What is being asked:
Wherever a line of the data contains "into", copy that line.

Provided data:

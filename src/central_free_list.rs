//! Central Cache (middle tier): per-size-class shared object pools.
//!
//! Each size class gets its own `CentralFreeList` behind its own mutex (the
//! "class mutex" below) for fine-grained concurrency — a thread cache
//! fetching/releasing class 7 objects never blocks one working with class
//! 40. When a class's span ring runs dry, a fresh span is carved from the
//! page heap.

use crate::config::PAGE_SHIFT;
use crate::page_heap::PageHeap;
use crate::pagemap::PageMap;
use crate::size_class::{self, NUM_SIZE_CLASSES};
use crate::span::{FreeObject, Span, SpanList, SpanState};
use crate::sync::SpinMutex;
use core::ptr;
#[cfg(feature = "debug")]
use std::println;

/// Central free list for a single size class: its ring of in-use spans,
/// plus the count of free objects across all of them.
pub struct CentralFreeList {
    size_class: usize,
    nonempty_spans: SpanList,
    num_free: usize,
}

// SAFETY: Only accessed through the enclosing SpinMutex.
unsafe impl Send for CentralFreeList {}

impl CentralFreeList {
    pub const fn new(size_class: usize) -> Self {
        Self { size_class, nonempty_spans: SpanList::new(), num_free: 0 }
    }

    /// `fetch_range(cls, want)`: pop up to `want` objects, populating from
    /// the page heap if the ring has no span with free objects. Returns
    /// `(got, head)`; `got < want` only on exhaustion of a single span
    /// (fetches never cross spans) or OOM.
    ///
    /// # Safety
    /// Caller must hold the class mutex (the enclosing `SpinMutex`).
    pub unsafe fn fetch_range(
        &mut self,
        want: usize,
        page_heap: &SpinMutex<PageHeap>,
        pagemap: &PageMap,
    ) -> (usize, *mut FreeObject) {
        if self.nonempty_spans.is_empty() && unsafe { self.populate(page_heap, pagemap) }.is_none()
        {
            return (0, ptr::null_mut());
        }

        let span = self.nonempty_spans.head;
        let mut head: *mut FreeObject = ptr::null_mut();
        let mut got = 0;

        unsafe {
            while got < want && !(*span).freelist.is_null() {
                let obj = (*span).freelist;
                (*span).freelist = (*obj).next;
                (*obj).next = head;
                head = obj;
                (*span).usecount += 1;
                got += 1;
                self.num_free -= 1;
            }

            if (*span).freelist.is_null() {
                self.nonempty_spans.remove(span);
            }
        }

        (got, head)
    }

    /// `release_range(cls, head, tail, n)`: push `n` objects back, resolving
    /// each one's owning span via the page map, and hand fully-drained spans
    /// back to the page heap while still holding the class mutex — a
    /// deliberate lock-holding asymmetry with `fetch_range`, which never
    /// holds the class mutex and the page heap mutex at once.
    ///
    /// # Safety
    /// `head` must chain exactly `count` live `FreeObject`s previously
    /// allocated from this class.
    pub unsafe fn release_range(
        &mut self,
        mut head: *mut FreeObject,
        count: usize,
        page_heap: &SpinMutex<PageHeap>,
        pagemap: &PageMap,
    ) {
        let mut remaining = count;

        while !head.is_null() && remaining > 0 {
            let obj = head;
            unsafe { head = (*obj).next };
            remaining -= 1;

            let page_id = (obj as usize) >> PAGE_SHIFT;
            let span = pagemap.get(page_id);
            if span.is_null() {
                continue;
            }

            unsafe {
                let was_full = (*span).freelist.is_null();

                (*obj).next = (*span).freelist;
                (*span).freelist = obj;
                (*span).usecount -= 1;
                self.num_free += 1;

                if was_full {
                    self.nonempty_spans.push(span);
                }

                if (*span).usecount == 0 {
                    self.nonempty_spans.remove(span);
                    self.num_free -= (*span).total_count as usize;
                    (*span).freelist = ptr::null_mut();
                    (*span).objsize = 0;
                    // Held under the class mutex; release_span acquires the
                    // page heap's own mutex internally.
                    page_heap.lock().release_span(span);
                }
            }
        }
    }

    /// Fetch a fresh span from the page heap and carve it into objects of
    /// this class's rounded size. Returns `None` on OOM.
    unsafe fn populate(&mut self, page_heap: &SpinMutex<PageHeap>, pagemap: &PageMap) -> Option<()> {
        let info = size_class::class_info(self.size_class);
        let span = unsafe { page_heap.lock().new_span(info.pages) };
        if span.is_null() {
            return None;
        }
        unsafe { self.inject_span(span, pagemap) };
        Some(())
    }

    /// Carve a freshly-pulled span into fixed-size objects and put it into
    /// the ring. Caller holds the class mutex.
    unsafe fn inject_span(&mut self, span: *mut Span, pagemap: &PageMap) {
        let info = size_class::class_info(self.size_class);
        let obj_size = info.bytes;

        unsafe {
            (*span).size_class = self.size_class;
            (*span).state = SpanState::Active;
            (*span).objsize = obj_size;

            #[cfg(feature = "debug")]
            println!("[inject] register_span");
            pagemap.register_span(span);

            let base = (*span).start_addr();
            let span_bytes = (*span).byte_size();
            let num_objects = span_bytes / obj_size;

            (*span).total_count = num_objects as u32;
            (*span).usecount = 0;

            let mut freelist: *mut FreeObject = ptr::null_mut();
            for i in (0..num_objects).rev() {
                let obj = base.add(i * obj_size) as *mut FreeObject;
                (*obj).next = freelist;
                freelist = obj;
            }

            (*span).freelist = freelist;
            self.num_free += num_objects;
            self.nonempty_spans.push(span);
        }
    }
}

/// One `CentralFreeList` per size class.
pub struct CentralCache {
    lists: [SpinMutex<CentralFreeList>; NUM_SIZE_CLASSES],
}

impl Default for CentralCache {
    fn default() -> Self {
        Self::new()
    }
}

impl CentralCache {
    pub const fn new() -> Self {
        let mut lists = [const { SpinMutex::new(CentralFreeList::new(0)) }; NUM_SIZE_CLASSES];
        let mut i = 0;
        while i < NUM_SIZE_CLASSES {
            lists[i] = SpinMutex::new(CentralFreeList::new(i));
            i += 1;
        }
        Self { lists }
    }

    #[inline]
    pub fn get(&self, size_class: usize) -> &SpinMutex<CentralFreeList> {
        &self.lists[size_class]
    }
}
//! Alignment edge case tests.
//!
//! Verifies that allocations respect alignment requirements for various
//! alignment values, including over-aligned allocations (> 8 bytes).

use rumalloc::RuMalloc;
use std::alloc::{GlobalAlloc, Layout};

#[global_allocator]
static GLOBAL: RuMalloc = RuMalloc;

#[test]
fn test_standard_alignments() {
    for align in [1, 2, 4, 8] {
        for &size in &[1, 7, 8, 15, 16, 31, 64, 255, 256, 1024, 4096] {
            if size < align {
                continue;
            }
            let layout = Layout::from_size_align(size, align).unwrap();
            let ptr = unsafe { GLOBAL.alloc(layout) };
            assert!(!ptr.is_null(), "alloc failed: size={size}, align={align}");
            assert_eq!(
                ptr as usize % align,
                0,
                "misaligned: ptr={ptr:?}, size={size}, align={align}"
            );
            // Write to verify it's usable
            unsafe { ptr.write_bytes(0xAB, size) };
            unsafe { GLOBAL.dealloc(ptr, layout) };
        }
    }
}

#[test]
fn test_over_aligned_16() {
    let align = 16;
    for &size in &[16, 32, 64, 128, 256, 1024] {
        let layout = Layout::from_size_align(size, align).unwrap();
        let ptr = unsafe { GLOBAL.alloc(layout) };
        assert!(!ptr.is_null(), "alloc failed: size={size}, align={align}");
        assert_eq!(
            ptr as usize % align,
            0,
            "misaligned: ptr={ptr:?}, size={size}, align={align}"
        );
        unsafe { ptr.write_bytes(0xCD, size) };
        unsafe { GLOBAL.dealloc(ptr, layout) };
    }
}

#[test]
fn test_over_aligned_32() {
    let align = 32;
    for &size in &[32, 64, 128, 256, 1024] {
        let layout = Layout::from_size_align(size, align).unwrap();
        let ptr = unsafe { GLOBAL.alloc(layout) };
        assert!(!ptr.is_null(), "alloc failed: size={size}, align={align}");
        assert_eq!(
            ptr as usize % align,
            0,
            "misaligned: ptr={ptr:?}, size={size}, align={align}"
        );
        unsafe { ptr.write_bytes(0xEF, size) };
        unsafe { GLOBAL.dealloc(ptr, layout) };
    }
}

#[test]
fn test_over_aligned_64() {
    let align = 64;
    for &size in &[64, 128, 256, 512, 1024, 4096] {
        let layout = Layout::from_size_align(size, align).unwrap();
        let ptr = unsafe { GLOBAL.alloc(layout) };
        assert!(!ptr.is_null(), "alloc failed: size={size}, align={align}");
        assert_eq!(
            ptr as usize % align,
            0,
            "misaligned: ptr={ptr:?}, size={size}, align={align}"
        );
        unsafe { ptr.write_bytes(0x42, size) };
        unsafe { GLOBAL.dealloc(ptr, layout) };
    }
}

#[test]
fn test_over_aligned_256() {
    let align = 256;
    for &size in &[256, 512, 1024, 4096, 8192] {
        let layout = Layout::from_size_align(size, align).unwrap();
        let ptr = unsafe { GLOBAL.alloc(layout) };
        assert!(!ptr.is_null(), "alloc failed: size={size}, align={align}");
        assert_eq!(
            ptr as usize % align,
            0,
            "misaligned: ptr={ptr:?}, size={size}, align={align}"
        );
        unsafe { ptr.write_bytes(0x99, size) };
        unsafe { GLOBAL.dealloc(ptr, layout) };
    }
}

#[test]
fn test_over_aligned_4096() {
    let align = 4096;
    for &size in &[4096, 8192, 16384, 65536] {
        let layout = Layout::from_size_align(size, align).unwrap();
        let ptr = unsafe { GLOBAL.alloc(layout) };
        assert!(!ptr.is_null(), "alloc failed: size={size}, align={align}");
        assert_eq!(
            ptr as usize % align,
            0,
            "misaligned: ptr={ptr:?}, size={size}, align={align}"
        );
        unsafe { ptr.write_bytes(0x77, size) };
        unsafe { GLOBAL.dealloc(ptr, layout) };
    }
}

#[test]
fn test_over_aligned_page_size() {
    // align == PAGE_SIZE: should work via the simple (no-trim) alloc_large path.
    let align = rumalloc::PAGE_SIZE;
    for &size in &[align, align * 2, align * 16] {
        let layout = Layout::from_size_align(size, align).unwrap();
        let ptr = unsafe { GLOBAL.alloc(layout) };
        assert!(!ptr.is_null(), "alloc failed: size={size}, align={align}");
        assert_eq!(
            ptr as usize % align,
            0,
            "misaligned: ptr={ptr:?}, size={size}, align={align}"
        );
        unsafe { ptr.write_bytes(0xAA, size) };
        unsafe { GLOBAL.dealloc(ptr, layout) };
    }
}

#[test]
fn test_over_aligned_above_page_size() {
    // align > PAGE_SIZE: requires over-allocation + trimming
    for align in [16384, 32768, 65536] {
        for &size in &[align, align * 2] {
            let layout = Layout::from_size_align(size, align).unwrap();
            let ptr = unsafe { GLOBAL.alloc(layout) };
            assert!(!ptr.is_null(), "alloc failed: size={size}, align={align}");
            assert_eq!(
                ptr as usize % align,
                0,
                "misaligned: ptr={ptr:?}, size={size}, align={align}"
            );
            // Fill and verify
            unsafe { ptr.write_bytes(0xBE, size) };
            for i in 0..size {
                assert_eq!(unsafe { *ptr.add(i) }, 0xBE);
            }
            unsafe { GLOBAL.dealloc(ptr, layout) };
        }
    }
}

#[test]
fn test_many_over_aligned_above_page_size() {
    // Multiple over-aligned allocations to verify prefix/suffix span recycling
    let align = 16384;
    let size = 16384;
    let layout = Layout::from_size_align(size, align).unwrap();

    let mut ptrs = Vec::with_capacity(20);
    for _ in 0..20 {
        let ptr = unsafe { GLOBAL.alloc(layout) };
        assert!(!ptr.is_null());
        assert_eq!(ptr as usize % align, 0, "misaligned in batch alloc");
        unsafe { ptr.write_bytes(0xCF, size) };
        ptrs.push(ptr);
    }

    for &ptr in &ptrs {
        for i in 0..size {
            assert_eq!(unsafe { *ptr.add(i) }, 0xCF);
        }
    }

    for ptr in ptrs {
        unsafe { GLOBAL.dealloc(ptr, layout) };
    }
}

#[test]
fn test_alignment_realloc_preserves_alignment() {
    for align in [16, 32, 64, 256] {
        let size = align * 2;
        let layout = Layout::from_size_align(size, align).unwrap();
        let ptr = unsafe { GLOBAL.alloc(layout) };
        assert!(!ptr.is_null());
        assert_eq!(ptr as usize % align, 0);

        // Fill and grow
        unsafe { ptr.write_bytes(0xBB, size) };
        let new_size = size * 4;
        let new_ptr = unsafe { GLOBAL.realloc(ptr, layout, new_size) };
        assert!(!new_ptr.is_null(), "realloc failed: align={align}");
        assert_eq!(
            new_ptr as usize % align,
            0,
            "realloc lost alignment: align={align}"
        );

        // Original bytes preserved
        for i in 0..size {
            assert_eq!(
                unsafe { *new_ptr.add(i) },
                0xBB,
                "realloc corrupted byte {i}"
            );
        }

        let new_layout = Layout::from_size_align(new_size, align).unwrap();
        unsafe { GLOBAL.dealloc(new_ptr, new_layout) };
    }
}

#[test]
fn test_many_aligned_allocations() {
    // Allocate many over-aligned objects to stress the allocator's
    // alignment handling across multiple spans/pages.
    let align = 64;
    let size = 64;
    let layout = Layout::from_size_align(size, align).unwrap();
    let count = 500;

    let mut ptrs = Vec::with_capacity(count);
    for _ in 0..count {
        let ptr = unsafe { GLOBAL.alloc(layout) };
        assert!(!ptr.is_null());
        assert_eq!(ptr as usize % align, 0, "misaligned in batch alloc");
        unsafe { ptr.write_bytes(0xDD, size) };
        ptrs.push(ptr);
    }

    // Verify no overlaps by checking patterns are intact
    for &ptr in &ptrs {
        for i in 0..size {
            assert_eq!(unsafe { *ptr.add(i) }, 0xDD);
        }
    }

    for ptr in ptrs {
        unsafe { GLOBAL.dealloc(ptr, layout) };
    }
}

#[test]
fn test_zero_size_layout() {
    // Zero-sized allocations should return a non-null aligned pointer
    let layout = Layout::from_size_align(0, 1).unwrap();
    let ptr = unsafe { GLOBAL.alloc(layout) };
    // GlobalAlloc allows returning null for zero-size, but most allocators
    // return a valid pointer. Just ensure we don't crash on dealloc.
    if !ptr.is_null() {
        unsafe { GLOBAL.dealloc(ptr, layout) };
    }
}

Output for this exercise:
    /// Fetch a fresh span from the page heap and carve it into objects of
    /// Carve a freshly-pulled span into fixed-size objects and put it into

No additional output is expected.